Records for this task:
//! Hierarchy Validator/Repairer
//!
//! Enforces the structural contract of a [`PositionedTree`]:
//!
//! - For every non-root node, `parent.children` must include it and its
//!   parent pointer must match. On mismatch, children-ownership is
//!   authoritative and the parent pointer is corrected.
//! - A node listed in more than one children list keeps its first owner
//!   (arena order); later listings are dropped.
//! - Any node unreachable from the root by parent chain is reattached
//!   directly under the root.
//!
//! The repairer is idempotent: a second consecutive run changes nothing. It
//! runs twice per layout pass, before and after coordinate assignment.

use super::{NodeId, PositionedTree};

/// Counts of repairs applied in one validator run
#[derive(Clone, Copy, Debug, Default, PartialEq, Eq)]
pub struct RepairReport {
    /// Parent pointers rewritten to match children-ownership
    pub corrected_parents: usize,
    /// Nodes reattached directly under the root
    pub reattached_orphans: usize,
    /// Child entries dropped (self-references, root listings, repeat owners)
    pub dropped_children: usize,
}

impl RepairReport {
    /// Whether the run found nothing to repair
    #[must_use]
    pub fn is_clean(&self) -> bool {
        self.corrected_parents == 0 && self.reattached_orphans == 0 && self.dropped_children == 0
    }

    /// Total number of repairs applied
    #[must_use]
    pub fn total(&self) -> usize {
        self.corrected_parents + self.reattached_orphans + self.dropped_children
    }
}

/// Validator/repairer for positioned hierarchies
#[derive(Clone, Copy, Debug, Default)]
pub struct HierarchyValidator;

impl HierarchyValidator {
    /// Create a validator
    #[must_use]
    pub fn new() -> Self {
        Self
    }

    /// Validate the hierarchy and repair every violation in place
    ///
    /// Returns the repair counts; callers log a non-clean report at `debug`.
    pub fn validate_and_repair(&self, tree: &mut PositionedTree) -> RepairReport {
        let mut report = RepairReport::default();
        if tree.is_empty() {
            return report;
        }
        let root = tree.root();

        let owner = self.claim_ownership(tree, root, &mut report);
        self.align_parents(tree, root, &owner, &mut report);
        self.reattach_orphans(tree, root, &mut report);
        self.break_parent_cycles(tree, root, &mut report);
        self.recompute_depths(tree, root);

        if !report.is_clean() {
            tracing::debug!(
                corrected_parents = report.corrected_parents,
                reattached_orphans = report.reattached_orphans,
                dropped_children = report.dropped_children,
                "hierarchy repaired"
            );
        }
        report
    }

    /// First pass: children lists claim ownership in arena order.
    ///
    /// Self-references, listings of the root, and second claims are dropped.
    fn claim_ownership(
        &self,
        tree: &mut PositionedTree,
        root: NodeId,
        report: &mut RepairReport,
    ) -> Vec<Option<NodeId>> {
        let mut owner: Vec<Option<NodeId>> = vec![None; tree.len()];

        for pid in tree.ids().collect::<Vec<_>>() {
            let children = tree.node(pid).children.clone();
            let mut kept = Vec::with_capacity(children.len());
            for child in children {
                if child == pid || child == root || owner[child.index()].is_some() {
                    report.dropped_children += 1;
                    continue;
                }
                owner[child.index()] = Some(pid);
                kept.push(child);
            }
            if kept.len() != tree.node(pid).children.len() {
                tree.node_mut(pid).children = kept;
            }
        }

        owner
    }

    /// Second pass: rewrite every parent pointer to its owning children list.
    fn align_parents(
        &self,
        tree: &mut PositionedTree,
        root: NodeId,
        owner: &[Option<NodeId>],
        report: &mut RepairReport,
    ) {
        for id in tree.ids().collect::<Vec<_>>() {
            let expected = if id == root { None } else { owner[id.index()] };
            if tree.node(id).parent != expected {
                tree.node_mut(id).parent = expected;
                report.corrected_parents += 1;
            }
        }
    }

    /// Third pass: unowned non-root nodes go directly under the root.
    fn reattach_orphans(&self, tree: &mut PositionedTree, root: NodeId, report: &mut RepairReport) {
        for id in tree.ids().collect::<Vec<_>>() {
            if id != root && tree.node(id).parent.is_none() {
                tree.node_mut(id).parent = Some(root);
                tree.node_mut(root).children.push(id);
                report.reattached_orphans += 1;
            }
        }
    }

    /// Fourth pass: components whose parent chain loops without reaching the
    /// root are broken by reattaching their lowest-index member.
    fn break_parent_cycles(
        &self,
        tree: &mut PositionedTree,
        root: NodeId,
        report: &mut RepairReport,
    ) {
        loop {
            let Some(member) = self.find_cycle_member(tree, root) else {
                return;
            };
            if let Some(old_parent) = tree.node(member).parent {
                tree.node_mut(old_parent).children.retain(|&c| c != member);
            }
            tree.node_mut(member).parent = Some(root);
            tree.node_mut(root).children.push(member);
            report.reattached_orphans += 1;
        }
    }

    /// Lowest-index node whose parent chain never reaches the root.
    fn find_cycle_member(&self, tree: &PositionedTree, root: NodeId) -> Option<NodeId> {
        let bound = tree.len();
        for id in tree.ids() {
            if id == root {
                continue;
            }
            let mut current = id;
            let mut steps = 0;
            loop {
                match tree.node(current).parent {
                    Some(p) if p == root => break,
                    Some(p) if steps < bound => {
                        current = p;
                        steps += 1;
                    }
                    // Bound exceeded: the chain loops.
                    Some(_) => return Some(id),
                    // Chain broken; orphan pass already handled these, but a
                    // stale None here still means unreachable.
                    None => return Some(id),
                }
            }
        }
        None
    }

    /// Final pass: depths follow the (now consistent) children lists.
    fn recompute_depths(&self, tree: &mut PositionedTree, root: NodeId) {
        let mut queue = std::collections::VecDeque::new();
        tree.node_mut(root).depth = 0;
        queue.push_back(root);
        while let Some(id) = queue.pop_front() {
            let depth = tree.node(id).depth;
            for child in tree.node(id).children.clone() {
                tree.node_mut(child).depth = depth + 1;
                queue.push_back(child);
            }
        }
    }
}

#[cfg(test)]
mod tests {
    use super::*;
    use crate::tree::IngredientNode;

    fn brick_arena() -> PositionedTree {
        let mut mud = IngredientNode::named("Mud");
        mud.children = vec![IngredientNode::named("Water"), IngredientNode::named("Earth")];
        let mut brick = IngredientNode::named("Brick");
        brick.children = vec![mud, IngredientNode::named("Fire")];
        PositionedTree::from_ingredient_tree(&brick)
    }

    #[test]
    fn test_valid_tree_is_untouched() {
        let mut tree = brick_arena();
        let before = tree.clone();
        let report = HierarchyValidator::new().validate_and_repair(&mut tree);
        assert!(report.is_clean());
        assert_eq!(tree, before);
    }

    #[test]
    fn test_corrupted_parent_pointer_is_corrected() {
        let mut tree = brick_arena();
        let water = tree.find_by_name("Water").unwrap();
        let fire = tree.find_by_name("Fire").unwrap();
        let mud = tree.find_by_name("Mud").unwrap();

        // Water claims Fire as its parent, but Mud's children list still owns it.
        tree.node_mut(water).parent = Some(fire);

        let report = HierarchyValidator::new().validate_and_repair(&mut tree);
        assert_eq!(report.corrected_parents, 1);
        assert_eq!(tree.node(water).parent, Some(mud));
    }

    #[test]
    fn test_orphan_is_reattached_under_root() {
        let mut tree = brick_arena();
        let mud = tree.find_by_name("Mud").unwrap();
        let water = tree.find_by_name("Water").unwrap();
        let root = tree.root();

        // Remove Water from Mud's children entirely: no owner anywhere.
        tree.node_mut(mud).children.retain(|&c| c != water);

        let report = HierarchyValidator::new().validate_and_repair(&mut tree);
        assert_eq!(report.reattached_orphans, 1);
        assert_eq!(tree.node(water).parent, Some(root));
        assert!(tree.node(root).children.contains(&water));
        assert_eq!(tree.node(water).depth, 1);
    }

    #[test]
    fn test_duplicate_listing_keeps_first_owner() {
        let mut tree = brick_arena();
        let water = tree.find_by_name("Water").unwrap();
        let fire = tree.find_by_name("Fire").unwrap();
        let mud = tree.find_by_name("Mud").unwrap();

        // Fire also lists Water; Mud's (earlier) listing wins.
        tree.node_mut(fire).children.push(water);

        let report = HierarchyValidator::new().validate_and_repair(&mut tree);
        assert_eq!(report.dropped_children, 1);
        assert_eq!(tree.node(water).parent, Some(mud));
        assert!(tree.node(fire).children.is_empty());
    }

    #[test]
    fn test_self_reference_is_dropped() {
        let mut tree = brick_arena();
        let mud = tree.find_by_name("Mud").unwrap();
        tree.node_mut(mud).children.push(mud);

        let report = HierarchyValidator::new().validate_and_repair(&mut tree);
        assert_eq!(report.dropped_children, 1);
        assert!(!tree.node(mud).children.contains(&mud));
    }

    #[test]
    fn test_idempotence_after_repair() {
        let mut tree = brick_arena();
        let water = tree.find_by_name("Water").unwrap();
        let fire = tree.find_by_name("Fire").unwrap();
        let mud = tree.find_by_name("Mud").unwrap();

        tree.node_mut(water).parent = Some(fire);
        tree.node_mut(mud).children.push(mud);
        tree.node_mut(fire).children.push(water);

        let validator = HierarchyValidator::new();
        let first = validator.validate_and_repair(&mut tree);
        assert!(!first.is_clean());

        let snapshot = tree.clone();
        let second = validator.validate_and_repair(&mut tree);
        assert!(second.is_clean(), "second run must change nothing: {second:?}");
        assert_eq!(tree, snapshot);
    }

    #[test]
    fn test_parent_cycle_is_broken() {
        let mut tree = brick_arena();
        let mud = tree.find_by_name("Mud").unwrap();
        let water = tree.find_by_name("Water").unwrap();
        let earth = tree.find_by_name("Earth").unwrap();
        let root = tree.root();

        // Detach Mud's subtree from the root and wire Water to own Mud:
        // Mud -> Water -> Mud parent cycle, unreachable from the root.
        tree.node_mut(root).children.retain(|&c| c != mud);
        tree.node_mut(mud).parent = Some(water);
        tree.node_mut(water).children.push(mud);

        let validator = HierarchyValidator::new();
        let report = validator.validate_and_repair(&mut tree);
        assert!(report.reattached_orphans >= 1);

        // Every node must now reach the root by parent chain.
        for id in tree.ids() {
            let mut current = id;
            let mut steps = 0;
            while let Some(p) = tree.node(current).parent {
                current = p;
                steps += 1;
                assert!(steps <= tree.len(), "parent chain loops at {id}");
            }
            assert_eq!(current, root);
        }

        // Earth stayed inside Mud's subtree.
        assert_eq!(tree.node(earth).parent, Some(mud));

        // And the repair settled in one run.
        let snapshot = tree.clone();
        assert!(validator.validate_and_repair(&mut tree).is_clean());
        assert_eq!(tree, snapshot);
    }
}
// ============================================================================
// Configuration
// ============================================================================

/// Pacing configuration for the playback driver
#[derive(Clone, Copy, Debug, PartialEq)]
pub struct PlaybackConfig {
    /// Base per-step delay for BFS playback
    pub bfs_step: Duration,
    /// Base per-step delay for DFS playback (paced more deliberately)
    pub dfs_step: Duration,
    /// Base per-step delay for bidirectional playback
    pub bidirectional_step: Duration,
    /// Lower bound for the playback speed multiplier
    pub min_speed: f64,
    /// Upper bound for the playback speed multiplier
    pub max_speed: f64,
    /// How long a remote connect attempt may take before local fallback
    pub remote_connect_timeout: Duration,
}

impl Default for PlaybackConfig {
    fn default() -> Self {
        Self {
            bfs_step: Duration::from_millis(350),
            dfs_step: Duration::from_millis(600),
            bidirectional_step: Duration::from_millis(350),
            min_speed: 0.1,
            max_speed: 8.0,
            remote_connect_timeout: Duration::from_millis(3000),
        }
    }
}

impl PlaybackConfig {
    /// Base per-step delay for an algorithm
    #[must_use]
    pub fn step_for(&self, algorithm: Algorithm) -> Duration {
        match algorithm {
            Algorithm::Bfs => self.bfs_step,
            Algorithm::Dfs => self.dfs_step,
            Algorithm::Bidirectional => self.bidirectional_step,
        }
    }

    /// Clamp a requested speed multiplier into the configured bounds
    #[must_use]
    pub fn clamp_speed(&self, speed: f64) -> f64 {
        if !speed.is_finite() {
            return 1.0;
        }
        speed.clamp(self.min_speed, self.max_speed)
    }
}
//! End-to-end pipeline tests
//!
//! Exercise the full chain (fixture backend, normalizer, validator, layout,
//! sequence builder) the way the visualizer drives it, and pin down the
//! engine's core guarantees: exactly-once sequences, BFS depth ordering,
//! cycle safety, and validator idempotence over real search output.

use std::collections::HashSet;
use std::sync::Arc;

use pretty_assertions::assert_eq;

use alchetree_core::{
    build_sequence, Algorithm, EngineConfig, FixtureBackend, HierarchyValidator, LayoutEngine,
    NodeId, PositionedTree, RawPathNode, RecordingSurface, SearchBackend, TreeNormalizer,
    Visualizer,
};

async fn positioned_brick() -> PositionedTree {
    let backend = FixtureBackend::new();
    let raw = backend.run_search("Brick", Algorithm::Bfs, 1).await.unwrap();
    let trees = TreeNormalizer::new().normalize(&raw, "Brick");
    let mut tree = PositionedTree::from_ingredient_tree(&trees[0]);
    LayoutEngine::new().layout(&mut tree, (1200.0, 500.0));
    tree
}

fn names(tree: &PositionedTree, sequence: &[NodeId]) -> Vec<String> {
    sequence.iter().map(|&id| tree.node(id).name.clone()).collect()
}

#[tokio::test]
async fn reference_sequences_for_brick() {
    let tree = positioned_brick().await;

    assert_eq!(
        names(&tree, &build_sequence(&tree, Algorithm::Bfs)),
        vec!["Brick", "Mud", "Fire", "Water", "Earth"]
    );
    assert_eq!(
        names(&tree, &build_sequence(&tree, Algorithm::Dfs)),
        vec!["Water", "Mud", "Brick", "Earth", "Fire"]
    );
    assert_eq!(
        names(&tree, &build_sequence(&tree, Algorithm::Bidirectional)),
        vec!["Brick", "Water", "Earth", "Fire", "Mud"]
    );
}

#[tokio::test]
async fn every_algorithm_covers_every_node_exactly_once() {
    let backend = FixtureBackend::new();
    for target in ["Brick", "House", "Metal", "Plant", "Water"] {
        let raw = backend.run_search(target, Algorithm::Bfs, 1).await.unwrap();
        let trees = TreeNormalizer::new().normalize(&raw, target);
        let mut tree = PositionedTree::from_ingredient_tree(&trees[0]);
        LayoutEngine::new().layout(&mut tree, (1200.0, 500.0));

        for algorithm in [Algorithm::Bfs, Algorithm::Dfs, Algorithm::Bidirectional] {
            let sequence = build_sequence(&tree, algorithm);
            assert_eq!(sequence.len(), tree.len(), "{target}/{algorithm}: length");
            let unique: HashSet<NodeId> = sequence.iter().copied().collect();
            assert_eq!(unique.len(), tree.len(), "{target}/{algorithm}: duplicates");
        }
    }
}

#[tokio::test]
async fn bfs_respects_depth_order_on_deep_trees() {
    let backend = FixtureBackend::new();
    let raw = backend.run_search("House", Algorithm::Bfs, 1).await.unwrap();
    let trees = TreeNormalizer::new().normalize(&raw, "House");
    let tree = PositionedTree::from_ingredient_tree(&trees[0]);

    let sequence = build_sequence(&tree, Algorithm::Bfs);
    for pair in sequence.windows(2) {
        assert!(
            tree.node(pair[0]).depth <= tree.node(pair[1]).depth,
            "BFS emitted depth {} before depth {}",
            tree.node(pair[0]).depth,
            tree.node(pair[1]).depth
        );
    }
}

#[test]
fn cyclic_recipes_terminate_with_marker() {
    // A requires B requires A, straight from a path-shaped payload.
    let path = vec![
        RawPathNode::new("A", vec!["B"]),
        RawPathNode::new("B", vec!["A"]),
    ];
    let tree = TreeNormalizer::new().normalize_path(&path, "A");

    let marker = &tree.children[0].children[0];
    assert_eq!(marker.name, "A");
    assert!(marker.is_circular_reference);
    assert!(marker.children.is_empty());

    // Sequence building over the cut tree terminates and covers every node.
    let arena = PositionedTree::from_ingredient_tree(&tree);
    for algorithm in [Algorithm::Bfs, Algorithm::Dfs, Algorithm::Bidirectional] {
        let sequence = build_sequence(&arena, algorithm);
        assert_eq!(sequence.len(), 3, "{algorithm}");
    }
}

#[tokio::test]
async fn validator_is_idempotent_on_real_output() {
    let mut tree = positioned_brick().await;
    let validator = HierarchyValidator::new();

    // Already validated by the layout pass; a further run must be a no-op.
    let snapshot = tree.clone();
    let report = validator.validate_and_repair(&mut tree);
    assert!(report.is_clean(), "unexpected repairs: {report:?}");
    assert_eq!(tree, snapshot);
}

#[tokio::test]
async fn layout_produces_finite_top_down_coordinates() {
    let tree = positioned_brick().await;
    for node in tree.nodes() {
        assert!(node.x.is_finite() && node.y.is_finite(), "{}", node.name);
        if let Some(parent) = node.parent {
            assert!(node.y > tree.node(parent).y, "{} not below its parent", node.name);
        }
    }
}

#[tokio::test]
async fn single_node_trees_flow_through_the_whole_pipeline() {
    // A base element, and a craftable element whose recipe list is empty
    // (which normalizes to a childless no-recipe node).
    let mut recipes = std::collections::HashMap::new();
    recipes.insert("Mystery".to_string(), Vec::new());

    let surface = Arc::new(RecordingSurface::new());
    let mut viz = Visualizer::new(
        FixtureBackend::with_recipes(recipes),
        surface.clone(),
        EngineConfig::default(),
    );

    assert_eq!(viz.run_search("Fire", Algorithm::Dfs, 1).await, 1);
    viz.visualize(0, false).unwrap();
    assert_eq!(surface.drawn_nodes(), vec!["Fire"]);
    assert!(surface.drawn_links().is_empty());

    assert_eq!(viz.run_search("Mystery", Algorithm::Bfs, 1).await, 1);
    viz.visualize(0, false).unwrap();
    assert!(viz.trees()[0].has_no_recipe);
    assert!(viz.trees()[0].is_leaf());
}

Task requirements:
Retype exactly the lines of the data above, starting at its first line and finishing with the line that has "self.corrected_parents == 0" in it.

Result of this exercise:
//! Hierarchy Validator/Repairer
//!
//! Enforces the structural contract of a [`PositionedTree`]:
//!
//! - For every non-root node, `parent.children` must include it and its
//!   parent pointer must match. On mismatch, children-ownership is
//!   authoritative and the parent pointer is corrected.
//! - A node listed in more than one children list keeps its first owner
//!   (arena order); later listings are dropped.
//! - Any node unreachable from the root by parent chain is reattached
//!   directly under the root.
//!
//! The repairer is idempotent: a second consecutive run changes nothing. It
//! runs twice per layout pass, before and after coordinate assignment.

use super::{NodeId, PositionedTree};

/// Counts of repairs applied in one validator run
#[derive(Clone, Copy, Debug, Default, PartialEq, Eq)]
pub struct RepairReport {
    /// Parent pointers rewritten to match children-ownership
    pub corrected_parents: usize,
    /// Nodes reattached directly under the root
    pub reattached_orphans: usize,
    /// Child entries dropped (self-references, root listings, repeat owners)
    pub dropped_children: usize,
}

impl RepairReport {
    /// Whether the run found nothing to repair
    #[must_use]
    pub fn is_clean(&self) -> bool {
        self.corrected_parents == 0 && self.reattached_orphans == 0 && self.dropped_children == 0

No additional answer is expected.